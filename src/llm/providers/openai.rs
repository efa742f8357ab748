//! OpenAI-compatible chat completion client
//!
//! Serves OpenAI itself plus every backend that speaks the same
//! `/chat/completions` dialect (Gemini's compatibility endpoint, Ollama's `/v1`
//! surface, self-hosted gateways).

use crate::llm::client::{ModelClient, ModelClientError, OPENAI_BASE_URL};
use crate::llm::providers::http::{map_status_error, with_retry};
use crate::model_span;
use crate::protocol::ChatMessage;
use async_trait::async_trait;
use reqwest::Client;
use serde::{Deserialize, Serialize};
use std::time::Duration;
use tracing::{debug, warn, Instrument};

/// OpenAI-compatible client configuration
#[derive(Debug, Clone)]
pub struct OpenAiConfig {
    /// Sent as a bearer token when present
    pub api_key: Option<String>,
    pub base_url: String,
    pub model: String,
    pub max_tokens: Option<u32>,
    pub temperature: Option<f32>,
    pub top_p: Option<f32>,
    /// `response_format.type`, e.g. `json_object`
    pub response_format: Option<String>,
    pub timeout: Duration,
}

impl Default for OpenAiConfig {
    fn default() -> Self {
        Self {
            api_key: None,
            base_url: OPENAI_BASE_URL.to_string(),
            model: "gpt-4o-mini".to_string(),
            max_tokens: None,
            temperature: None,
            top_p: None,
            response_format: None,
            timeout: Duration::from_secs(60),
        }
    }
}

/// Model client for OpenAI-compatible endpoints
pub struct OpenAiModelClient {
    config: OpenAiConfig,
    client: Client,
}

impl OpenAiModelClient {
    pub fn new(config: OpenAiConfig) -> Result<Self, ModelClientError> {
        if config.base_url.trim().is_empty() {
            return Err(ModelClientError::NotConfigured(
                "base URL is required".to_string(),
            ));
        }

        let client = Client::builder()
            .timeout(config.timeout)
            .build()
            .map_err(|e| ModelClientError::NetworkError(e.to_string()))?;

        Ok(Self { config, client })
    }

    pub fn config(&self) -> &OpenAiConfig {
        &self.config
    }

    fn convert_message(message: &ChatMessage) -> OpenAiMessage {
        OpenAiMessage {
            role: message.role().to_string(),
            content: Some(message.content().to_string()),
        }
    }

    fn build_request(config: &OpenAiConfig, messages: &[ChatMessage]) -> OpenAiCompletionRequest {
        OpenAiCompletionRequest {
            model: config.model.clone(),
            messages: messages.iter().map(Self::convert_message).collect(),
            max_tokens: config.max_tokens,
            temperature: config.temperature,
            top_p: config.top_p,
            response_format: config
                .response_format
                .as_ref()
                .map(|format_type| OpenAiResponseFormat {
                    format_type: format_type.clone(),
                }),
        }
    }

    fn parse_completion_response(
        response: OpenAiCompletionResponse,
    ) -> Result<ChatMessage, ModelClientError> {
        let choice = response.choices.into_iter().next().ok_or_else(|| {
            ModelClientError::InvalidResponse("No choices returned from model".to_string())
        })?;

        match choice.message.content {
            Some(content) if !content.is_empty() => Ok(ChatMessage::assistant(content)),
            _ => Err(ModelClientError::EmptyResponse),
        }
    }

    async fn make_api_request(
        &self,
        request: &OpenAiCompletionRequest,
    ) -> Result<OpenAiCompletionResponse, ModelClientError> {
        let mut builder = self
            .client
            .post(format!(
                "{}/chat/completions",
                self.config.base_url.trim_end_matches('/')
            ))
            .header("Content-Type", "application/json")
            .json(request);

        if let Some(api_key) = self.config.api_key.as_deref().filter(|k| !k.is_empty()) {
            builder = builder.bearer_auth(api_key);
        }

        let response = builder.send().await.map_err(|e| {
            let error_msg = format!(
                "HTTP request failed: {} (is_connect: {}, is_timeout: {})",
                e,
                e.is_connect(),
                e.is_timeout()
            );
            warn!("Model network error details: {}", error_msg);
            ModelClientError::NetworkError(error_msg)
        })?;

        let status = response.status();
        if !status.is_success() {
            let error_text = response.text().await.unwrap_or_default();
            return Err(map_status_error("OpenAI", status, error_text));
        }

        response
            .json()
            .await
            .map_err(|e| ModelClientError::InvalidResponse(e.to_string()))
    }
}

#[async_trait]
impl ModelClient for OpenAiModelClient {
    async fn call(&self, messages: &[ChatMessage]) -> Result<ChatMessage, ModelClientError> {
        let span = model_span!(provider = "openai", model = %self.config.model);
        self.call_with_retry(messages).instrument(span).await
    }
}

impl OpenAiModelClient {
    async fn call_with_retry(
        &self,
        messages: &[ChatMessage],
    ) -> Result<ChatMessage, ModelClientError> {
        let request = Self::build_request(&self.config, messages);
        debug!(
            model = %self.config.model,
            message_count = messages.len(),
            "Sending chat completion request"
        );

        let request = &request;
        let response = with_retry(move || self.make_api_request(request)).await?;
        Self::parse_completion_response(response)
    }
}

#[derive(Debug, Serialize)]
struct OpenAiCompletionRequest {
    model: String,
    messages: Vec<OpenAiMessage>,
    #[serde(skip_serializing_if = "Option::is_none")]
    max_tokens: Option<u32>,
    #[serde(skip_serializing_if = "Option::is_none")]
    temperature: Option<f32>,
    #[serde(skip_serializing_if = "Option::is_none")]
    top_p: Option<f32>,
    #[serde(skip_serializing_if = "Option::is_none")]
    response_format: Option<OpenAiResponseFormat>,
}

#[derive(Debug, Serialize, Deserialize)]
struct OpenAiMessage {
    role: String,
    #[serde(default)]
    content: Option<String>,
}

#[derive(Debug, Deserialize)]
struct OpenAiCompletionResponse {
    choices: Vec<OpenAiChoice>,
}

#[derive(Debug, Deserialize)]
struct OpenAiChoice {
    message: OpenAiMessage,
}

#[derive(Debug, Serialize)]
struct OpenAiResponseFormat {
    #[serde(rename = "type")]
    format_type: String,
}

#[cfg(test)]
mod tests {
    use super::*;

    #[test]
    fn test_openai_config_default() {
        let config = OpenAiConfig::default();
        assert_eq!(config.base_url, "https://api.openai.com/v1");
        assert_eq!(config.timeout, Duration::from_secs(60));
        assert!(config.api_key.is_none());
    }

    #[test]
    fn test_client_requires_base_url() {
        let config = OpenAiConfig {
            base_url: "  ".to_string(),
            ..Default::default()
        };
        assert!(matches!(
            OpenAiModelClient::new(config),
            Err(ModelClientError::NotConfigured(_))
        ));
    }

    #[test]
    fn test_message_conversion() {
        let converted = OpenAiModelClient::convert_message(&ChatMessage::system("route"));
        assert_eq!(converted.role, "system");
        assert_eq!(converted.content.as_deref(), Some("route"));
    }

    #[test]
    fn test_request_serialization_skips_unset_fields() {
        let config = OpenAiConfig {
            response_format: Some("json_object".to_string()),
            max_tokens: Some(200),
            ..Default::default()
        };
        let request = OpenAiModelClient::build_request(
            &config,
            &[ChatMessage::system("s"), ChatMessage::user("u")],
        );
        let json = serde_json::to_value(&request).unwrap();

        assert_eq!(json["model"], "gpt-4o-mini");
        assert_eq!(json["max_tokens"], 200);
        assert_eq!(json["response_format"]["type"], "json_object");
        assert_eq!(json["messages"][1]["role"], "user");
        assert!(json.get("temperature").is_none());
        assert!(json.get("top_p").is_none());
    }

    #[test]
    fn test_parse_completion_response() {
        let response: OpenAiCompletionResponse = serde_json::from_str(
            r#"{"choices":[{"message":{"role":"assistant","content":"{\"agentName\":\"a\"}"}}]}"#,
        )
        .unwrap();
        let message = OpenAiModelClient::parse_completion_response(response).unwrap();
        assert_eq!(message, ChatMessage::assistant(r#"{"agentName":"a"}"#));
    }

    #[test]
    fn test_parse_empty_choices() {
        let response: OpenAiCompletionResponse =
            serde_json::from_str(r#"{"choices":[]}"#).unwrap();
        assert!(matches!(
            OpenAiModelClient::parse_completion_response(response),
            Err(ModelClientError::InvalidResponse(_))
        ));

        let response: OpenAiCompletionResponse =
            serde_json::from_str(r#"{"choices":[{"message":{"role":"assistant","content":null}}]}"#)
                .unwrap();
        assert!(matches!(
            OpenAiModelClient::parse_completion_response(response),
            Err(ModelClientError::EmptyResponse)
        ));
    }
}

▬▬▬▬▬▬▬▬▬▬

PROBLEM STATEMENT →
With the first line of the material as the start and the line containing "use async_trait::async_trait;" as the end, repeat that span exactly and add nothing.

SOLUTION →
filename src/llm/providers/openai.rs
repository efa742f8357ab748
//! OpenAI-compatible chat completion client
//!
//! Serves OpenAI itself plus every backend that speaks the same
//! `/chat/completions` dialect (Gemini's compatibility endpoint, Ollama's `/v1`
//! surface, self-hosted gateways).

use crate::llm::client::{ModelClient, ModelClientError, OPENAI_BASE_URL};
use crate::llm::providers::http::{map_status_error, with_retry};
use crate::model_span;
use crate::protocol::ChatMessage;
use async_trait::async_trait;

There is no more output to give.